Non solo oggi la felicità si sposta su persone e progetti ed esperienze, la felicità è poter impattare nel mondo nel modo più onesto che si può. E forse non avere rimpianti. Mi ritrovo spesso a pensare che la “piattaforma Marketing Arena” permette ad esempio ad una ragazza di 23 anni di chiedere un mutuo con il suo fidanzato, perché facciamo dei contratti degni di questo nome (dovrebbe essere scontato, non lo è). I nostri clienti non hanno “strane fee” perché è tutto trasparente. Come dice la mia prof di inglese, cerchiamo di essere reliable people. La felicità forse non è andare da qualche parte, prendersi il prossimo milione o essere Elon. È vivere la vita rispetto ai progetti che si hanno con le nostre persone, con l’ambizione di cambiare un pezzo di mondo (grande quanto riusciamo) ma soprattutto di non dimenticare di vivere ogni giorno mentre cerchiamo un futuro che ci è appena passato sotto il naso. Buon lunedì.
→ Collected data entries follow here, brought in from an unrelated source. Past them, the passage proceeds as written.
//! `/api/chat` NDJSON decoder.
//!
//! Each line is a JSON object carrying the next piece of the message.
//! The final line has `done: true` together with the finish reason and
//! token counts; a line with only `error` ends the stream abnormally.

use llm_conduit::sse::ParserConfig;
use llm_conduit::{ResponseAccumulator, StreamDecoder};
use serde_json::Value;

use crate::convert::apply_chunk;
use crate::types::ChatChunk;

/// [`StreamDecoder`] for the Ollama dialect.
#[derive(Debug, Clone, Copy, Default)]
pub struct OllamaDecoder;

impl OllamaDecoder {
    /// Creates a decoder.
    pub fn new() -> Self {
        Self
    }
}

impl StreamDecoder for OllamaDecoder {
    fn dialect(&self) -> &'static str {
        "ollama"
    }

    fn parser_config(&self) -> ParserConfig {
        ParserConfig::lines()
    }

    /// The last line of a finished stream has `done: true`.
    fn requires_terminator(&self) -> bool {
        true
    }

    fn decode(&mut self, chunk: Value, acc: &mut ResponseAccumulator) {
        let chunk = match serde_json::from_value::<ChatChunk>(chunk) {
            Ok(chunk) => chunk,
            Err(e) => {
                tracing::debug!(error = %e, "Ignoring unrecognized Ollama line");
                return;
            }
        };
        let done = chunk.done;
        apply_chunk(chunk, acc);
        if done {
            acc.complete();
        }
    }
}

#[cfg(test)]
mod tests {
    use llm_conduit::accumulator::StreamState;
    use llm_conduit::{Role, StopReason, StreamEvent, Usage};
    use serde_json::json;

    use super::*;

    fn decode_all(chunks: &[Value]) -> ResponseAccumulator {
        let mut decoder = OllamaDecoder::new();
        let mut acc = ResponseAccumulator::new();
        for chunk in chunks {
            decoder.decode(chunk.clone(), &mut acc);
        }
        acc
    }

    fn line(content: &str) -> Value {
        json!({"model": "llama3.2", "message": {"role": "assistant", "content": content}, "done": false})
    }

    #[test]
    fn test_text_then_done() {
        let mut acc = decode_all(&[
            line("Hel"),
            line("lo"),
            json!({"model": "llama3.2", "message": {"role": "assistant", "content": ""},
                   "done": true, "done_reason": "stop", "prompt_eval_count": 8, "eval_count": 2}),
        ]);

        assert_eq!(acc.state(), StreamState::Completed);
        let body = acc.snapshot();
        assert_eq!(body.model.as_deref(), Some("llama3.2"));
        assert_eq!(body.choices[&0].content, "Hello");
        assert_eq!(body.choices[&0].role, Some(Role::Assistant));
        assert_eq!(body.choices[&0].finish_reason, Some(StopReason::EndTurn));
        assert_eq!(acc.usage(), Some(&Usage::new(8, 2)));

        let texts: Vec<_> = acc
            .drain_events()
            .into_iter()
            .filter_map(|e| match e {
                StreamEvent::TextDelta { text, .. } => Some(text),
                _ => None,
            })
            .collect();
        assert_eq!(texts, ["Hel", "lo"]);
    }

    #[test]
    fn test_lines_after_done_ignored() {
        let acc = decode_all(&[
            line("a"),
            json!({"done": true, "done_reason": "length"}),
            line("b"),
        ]);
        assert_eq!(acc.body().choices[&0].content, "a");
        assert_eq!(
            acc.body().choices[&0].finish_reason,
            Some(StopReason::MaxTokens)
        );
    }

    #[test]
    fn test_tool_calls_across_lines() {
        let acc = decode_all(&[
            json!({"message": {"role": "assistant", "content": "", "tool_calls": [
                {"function": {"name": "get_weather", "arguments": {"city": "Oslo"}}}
            ]}, "done": false}),
            json!({"message": {"role": "assistant", "content": "", "tool_calls": [
                {"function": {"name": "get_time", "arguments": {}}}
            ]}, "done": false}),
            json!({"done": true, "done_reason": "stop"}),
        ]);

        let slot = &acc.body().choices[&0];
        assert_eq!(slot.tool_calls[&0].id.as_deref(), Some("call_get_weather_0"));
        assert_eq!(slot.tool_calls[&0].arguments, r#"{"city":"Oslo"}"#);
        assert_eq!(slot.tool_calls[&1].id.as_deref(), Some("call_get_time_1"));
        assert_eq!(slot.finish_reason, Some(StopReason::ToolUse));
    }

    #[test]
    fn test_thinking_goes_to_reasoning() {
        let acc = decode_all(&[json!({
            "message": {"role": "assistant", "content": "", "thinking": "hmm"},
            "done": false
        })]);
        assert_eq!(acc.body().choices[&0].reasoning, "hmm");
    }

    #[test]
    fn test_error_line_aborts() {
        let acc = decode_all(&[line("par"), json!({"error": "model crashed"})]);
        assert_eq!(acc.state(), StreamState::Aborted);
        assert_eq!(acc.abort_reason(), Some("model crashed"));
        assert_eq!(acc.body().choices[&0].content, "par");
    }

    #[test]
    fn test_unrecognized_lines_ignored() {
        let acc = decode_all(&[json!("hello"), json!({"message": 42})]);
        assert!(acc.is_empty());
    }

    #[test]
    fn test_malformed_counts_keep_text() {
        let acc = decode_all(&[
            line("ok"),
            json!({"message": {"role": "assistant", "content": ""}, "done": true,
                   "done_reason": "stop", "prompt_eval_count": "n/a", "eval_count": 4}),
        ]);
        assert_eq!(acc.state(), StreamState::Completed);
        assert_eq!(acc.body().choices[&0].content, "ok");
        assert_eq!(
            acc.body().choices[&0].finish_reason,
            Some(StopReason::EndTurn)
        );
        assert_eq!(acc.usage(), Some(&Usage::new(0, 4)));
    }
}
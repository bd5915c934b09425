//! # llm-conduit
//!
//! Provider-agnostic streaming core for LLM clients.
//!
//! This crate turns a provider's streamed HTTP body into normalized
//! deltas while building the complete response those deltas add up to.
//! It contains no vendor code: each dialect lives in a sibling crate that
//! implements [`StreamDecoder`] and [`Provider`].
//!
//! | Crate | Dialect | Framing |
//! |-------|---------|---------|
//! | `llm-conduit-openai` | Chat Completions | SSE + `[DONE]` |
//! | `llm-conduit-anthropic` | Messages | SSE, named events |
//! | `llm-conduit-gemini` | `streamGenerateContent` | SSE |
//! | `llm-conduit-ollama` | `/api/chat` | newline-delimited JSON |
//!
//! # Pipeline
//!
//! ```text
//!  body bytes ──▶ EventParser ──▶ Dispatcher ──▶ StreamDecoder ──▶ ResponseAccumulator
//!   (sse)           (sse)         (dispatch)       (decoder)          (accumulator)
//!                                     │                                    │
//!                         malformed frames skipped             StreamEvents │ final body
//!                                                                  ▼        ▼
//!                                                     StreamingResponse ──▶ Response
//! ```
//!
//! Non-streaming calls skip straight to the end: each provider converts
//! its JSON body into the same [`ResponseBody`] and wraps it in a
//! [`Response`].
//!
//! # Quick start
//!
//! ```rust,no_run
//! use llm_conduit::{ChatParams, Message, Provider};
//!
//! # async fn example(provider: impl Provider) -> Result<(), llm_conduit::LlmError> {
//! let params = ChatParams {
//!     messages: vec![Message::user("Explain ownership in Rust")],
//!     max_tokens: Some(1024),
//!     ..Default::default()
//! };
//!
//! let response = provider.stream(&params).await?.collect().await?;
//! println!("{} ({} tokens)", response.text(), response.usage().total_tokens);
//! # Ok(())
//! # }
//! ```
//!
//! # Modules
//!
//! | Module | Purpose |
//! |--------|---------|
//! | [`sse`] | Incremental event parser (SSE and line framing) |
//! | [`dispatch`] | Event-to-decoder routing, malformed-frame isolation |
//! | [`decoder`] | The per-dialect [`StreamDecoder`] trait |
//! | [`accumulator`] | [`ResponseAccumulator`] and the structured [`ResponseBody`] |
//! | [`response`] | The [`Response`] read view |
//! | [`stream`] | [`StreamingResponse`] and [`StreamEvent`] |
//! | [`json`] | Pluggable [`JsonBackend`] |
//! | [`chat`] | Messages, roles, tool calls |
//! | [`provider`] | [`Provider`] trait and request parameters |
//! | [`registry`] | Configuration-driven provider construction |
//! | [`error`] | Unified [`LlmError`] |
//! | [`usage`] | Token counts |

pub mod accumulator;
pub mod chat;
pub mod decoder;
pub mod dispatch;
pub mod error;
pub mod json;
pub mod provider;
pub mod registry;
pub mod response;
pub mod sse;
pub mod stream;
pub mod usage;

#[cfg(any(test, feature = "test-utils"))]
pub mod mock;

#[cfg(any(test, feature = "test-utils"))]
pub mod test_helpers;

pub use accumulator::{ResponseAccumulator, ResponseBody, StreamState};
pub use chat::{Content, Message, Role, StopReason, ToolArguments, ToolCall};
pub use decoder::StreamDecoder;
pub use error::LlmError;
pub use json::JsonBackend;
pub use provider::{ChatParams, DynProvider, Provider, ToolChoice, ToolDefinition};
pub use registry::ProviderRegistry;
pub use response::{Response, StreamOutcome};
pub use stream::{StreamEvent, StreamingResponse};
pub use usage::Usage;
*Libro pazzesco —> (Nel mio mestiere nessuno vuole la felicità perché la gente felice non consuma)
Gentile Giorgio,
grazie per questa condivisione, quasi un flusso.
Mi permetto di lasciarti un pensiero che ho fatto mio negli anni nel riflettere su temi come quello di cui scrivi.
Probabilmente la felicità non è data da quello che facciamo o da quello in cui ci impegniamo, ancorché per scopi nobili o per fare stare meglio gli altri. Tu scrivi che la felicità è fatta di persone e progetti ma, siccome umani e fatti da uomini, credo che le persone prima o poi deludono o tradiscono e i progetti finiscono. Da cos'è data allora la felicità? Non tanto dallo scopo per il quale ci impegniamo ma credo che abbia a che fare più con il senso. Il senso per il quale esisto. Qual è il senso della vita? Questa è in fondo la domanda-fulcro per definire se siamo felici. Tanto più mi addentro nella ricerca di questa risposta e tanto più mi sento felice.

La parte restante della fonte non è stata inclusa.